Hi wenshao,
I've written up a draft JEP for deprecating the disabling of Compact Strings. There
hasn't been a good term for running the system with Compact Strings disabled, so I
made up a term "UTF-16-only" and used it here.
https://openjdk.org/jeps/8371379
I also filed an enhancement to cover the change to add a warning message when
-XX:-CompactStrings is used, and I've assigned it to you (wenshao). Not that this
change can't be integrated until the JEP is moved into the Targeted state.
https://bugs.openjdk.org/browse/JDK-8371431
You might want to associate PR 27995 with this bug report.
s'marks
On 11/3/25 10:04 PM, Stuart Marks wrote:
Hi wenshao,
I think removing Compact Strings is a great idea! As you noted in your first
message, removing it would make String easier to maintain. Just so that everybody
here understands the issues, every string algorithm has THREE implementations:
1. compact strings enabled, using ISO Latin 1 coder
2. compact strings enabled, using UTF-16 coder
3. compact strings disabled
In recent years I suspect our test coverage of the compact-strings disabled case
is lacking, as some bugs have occurred in only that case. For example, see
JDK-8321514 <https://bugs.openjdk.org/browse/JDK-8321514>, JDK-8316879
<https://bugs.openjdk.org/browse/JDK-8316879>, JDK-8360271
<https://bugs.openjdk.org/browse/JDK-8360271>, JDK-8360255
<https://bugs.openjdk.org/browse/JDK-8360255>, JDK-8221430
<https://bugs.openjdk.org/browse/JDK-8221430>, etc. (Some of these have been
fixed, but some are still open.)
As Alan noted, however, we can't simply remove this case. We also can't simply
deprecate the command-line option; we need to deprecate the feature of running
without Compact Strings before we can remove that feature.
Compact Strings were introduced with JEP 254 <https://openjdk.org/jeps/254>. The
JEP doesn't mention that there is an option to disable compact strings, but the
JVM Guide
<https://docs.oracle.com/en/java/javase/25/vm/java-hotspot-virtual-machine-performance-enhancements.html#GUID-D2E3DC58-D18B-4A6C-8167-4A1DFB4888E4>
describes the Compact Strings feature and also the ability to disable it using the
-XX:-CompactStrings command line option. This section doesn't say much about when
you might want to disable the feature, though; it merely says "This feature can be
disabled if you observe performance regression issues in an application." Articles
like this one from Baeldung <https://www.baeldung.com/java-9-compact-string>, and
vendor documentation from IBM
<https://www.ibm.com/docs/en/sdk-java-technology/8?topic=options-xx-compactstrings>
also document this option, but they offer similarly vague advice.
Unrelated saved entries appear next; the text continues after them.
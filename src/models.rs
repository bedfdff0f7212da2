use anyhow::{Context, Result};
use chrono::NaiveDate;
use serde::{Deserialize, Serialize};
use std::fs;
use std::path::Path;

/// A rentable car listing with its canonical pricing schema. All field
/// normalization happens here at the serde boundary, never inside the
/// pricing logic.
#[derive(Debug, Clone, Serialize, Deserialize)]
pub struct Listing {
    pub id: String,
    pub name: String,
    pub pricing: BasePricing,
    #[serde(default)]
    pub seasonal_pricing: Vec<SeasonalPricingEntry>,
}

#[derive(Debug, Clone, Serialize, Deserialize)]
pub struct BasePricing {
    pub daily: f64,
    pub weekly: Option<f64>,
    pub monthly: Option<f64>,
    #[serde(default = "default_currency")]
    pub currency: String,
}

fn default_currency() -> String {
    "EUR".to_string()
}

/// A named, date-bounded override of a listing's rates. Dates are kept as
/// the admin-entered strings and parsed when matching; boundaries are
/// inclusive. Seasonal entries never carry their own currency.
#[derive(Debug, Clone, Serialize, Deserialize)]
pub struct SeasonalPricingEntry {
    pub name: String,
    #[serde(rename = "startDate")]
    pub start_date: String,
    #[serde(rename = "endDate")]
    pub end_date: String,
    pub daily: Option<f64>,
    pub weekly: Option<f64>,
    pub monthly: Option<f64>,
}

/// The price in force for a listing on a specific date, all tiers filled in.
#[derive(Debug, Clone, PartialEq)]
pub struct EffectivePricing {
    pub daily: f64,
    pub weekly: f64,
    pub monthly: f64,
    pub currency: String,
    /// Name of the seasonal entry that supplied the overrides, if any.
    pub source_name: Option<String>,
}

#[derive(Debug, Clone, Copy, Default, Serialize, Deserialize)]
pub struct AddOnCounts {
    #[serde(default)]
    pub child_seat: u32,
    #[serde(default)]
    pub extra_driver: u32,
    #[serde(default)]
    pub young_driver_package: u32,
}

impl AddOnCounts {
    /// Counts outside the booking form's caps are clamped, not rejected.
    pub fn clamped(&self) -> AddOnCounts {
        AddOnCounts {
            child_seat: self.child_seat.min(3),
            extra_driver: self.extra_driver.min(1),
            young_driver_package: self.young_driver_package.min(1),
        }
    }
}

/// A booking request as it arrives from the booking form. Dates are optional
/// so an incomplete form is representable and can be rejected explicitly.
#[derive(Debug, Clone, Default)]
pub struct RentalRequest {
    pub pickup_date: Option<NaiveDate>,
    pub return_date: Option<NaiveDate>,
    pub add_ons: AddOnCounts,
}

/// Parse an admin-entered date. The admin console displays day/month/year;
/// ISO dates are accepted as well.
pub fn parse_display_date(text: &str) -> Result<NaiveDate> {
    for format in ["%d/%m/%Y", "%d-%m-%Y", "%Y-%m-%d"] {
        if let Ok(date) = NaiveDate::parse_from_str(text, format) {
            return Ok(date);
        }
    }
    anyhow::bail!("Unrecognized date: {}", text)
}

pub fn load_listings(path: &Path) -> Result<Vec<Listing>> {
    let text = fs::read_to_string(path)
        .with_context(|| format!("Failed to read listings file {}", path.display()))?;
    let listings: Vec<Listing> =
        serde_json::from_str(&text).context("Failed to parse listings file")?;
    Ok(listings)
}

#[cfg(test)]
mod tests {
    use super::*;
    use std::io::Write;

    #[test]
    fn test_parse_display_date_formats() {
        let expected = NaiveDate::from_ymd_opt(2026, 6, 1).unwrap();
        assert_eq!(parse_display_date("01/06/2026").unwrap(), expected);
        assert_eq!(parse_display_date("01-06-2026").unwrap(), expected);
        assert_eq!(parse_display_date("2026-06-01").unwrap(), expected);

        assert!(parse_display_date("June 1st").is_err());
        assert!(parse_display_date("32/01/2026").is_err());
    }

    #[test]
    fn test_listing_deserialization() {
        let json = r#"
        {
            "id": "fiat-egea",
            "name": "Fiat Egea 1.4",
            "pricing": { "daily": 38.0, "weekly": 240.0 },
            "seasonal_pricing": [
                { "name": "Summer", "startDate": "01/06/2026", "endDate": "31/08/2026", "daily": 55.0 }
            ]
        }
        "#;
        let listing: Listing = serde_json::from_str(json).unwrap();
        assert_eq!(listing.pricing.currency, "EUR"); // default
        assert_eq!(listing.pricing.weekly, Some(240.0));
        assert!(listing.pricing.monthly.is_none());
        assert_eq!(listing.seasonal_pricing[0].name, "Summer");
        assert_eq!(listing.seasonal_pricing[0].start_date, "01/06/2026");
        assert!(listing.seasonal_pricing[0].weekly.is_none());
    }

    #[test]
    fn test_listing_without_seasonal_pricing() {
        let json = r#"{ "id": "x", "name": "X", "pricing": { "daily": 30.0, "currency": "TRY" } }"#;
        let listing: Listing = serde_json::from_str(json).unwrap();
        assert!(listing.seasonal_pricing.is_empty());
        assert_eq!(listing.pricing.currency, "TRY");
    }

    #[test]
    fn test_add_on_counts_clamped() {
        let counts = AddOnCounts {
            child_seat: 7,
            extra_driver: 2,
            young_driver_package: 5,
        };
        let clamped = counts.clamped();
        assert_eq!(clamped.child_seat, 3);
        assert_eq!(clamped.extra_driver, 1);
        assert_eq!(clamped.young_driver_package, 1);
    }

    #[test]
    fn test_load_listings() {
        let dir = tempfile::tempdir().unwrap();
        let path = dir.path().join("listings.json");
        let mut file = fs::File::create(&path).unwrap();
        write!(
            file,
            r#"[{{ "id": "a", "name": "A", "pricing": {{ "daily": 40.0 }} }}]"#
        )
        .unwrap();

        let listings = load_listings(&path).unwrap();
        assert_eq!(listings.len(), 1);
        assert_eq!(listings[0].id, "a");

        assert!(load_listings(&dir.path().join("missing.json")).is_err());
    }
}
Since the option is fairly well-known, it's not merely a matter of looking at the
status of the various ports (though those are significant, of course). It could be
that some installations out there running with option to disable compact strings,
perhaps if they encountered a performance regression, or for other reasons.
They'll need to be informed that the feature is going away, and the best way to do
that is with a JEP.
There are some additional issues to consider as well.
* As Alan noted, the ARM32 port has compact strings disabled by default. It's
not clear whether it even works if compact strings are enabled.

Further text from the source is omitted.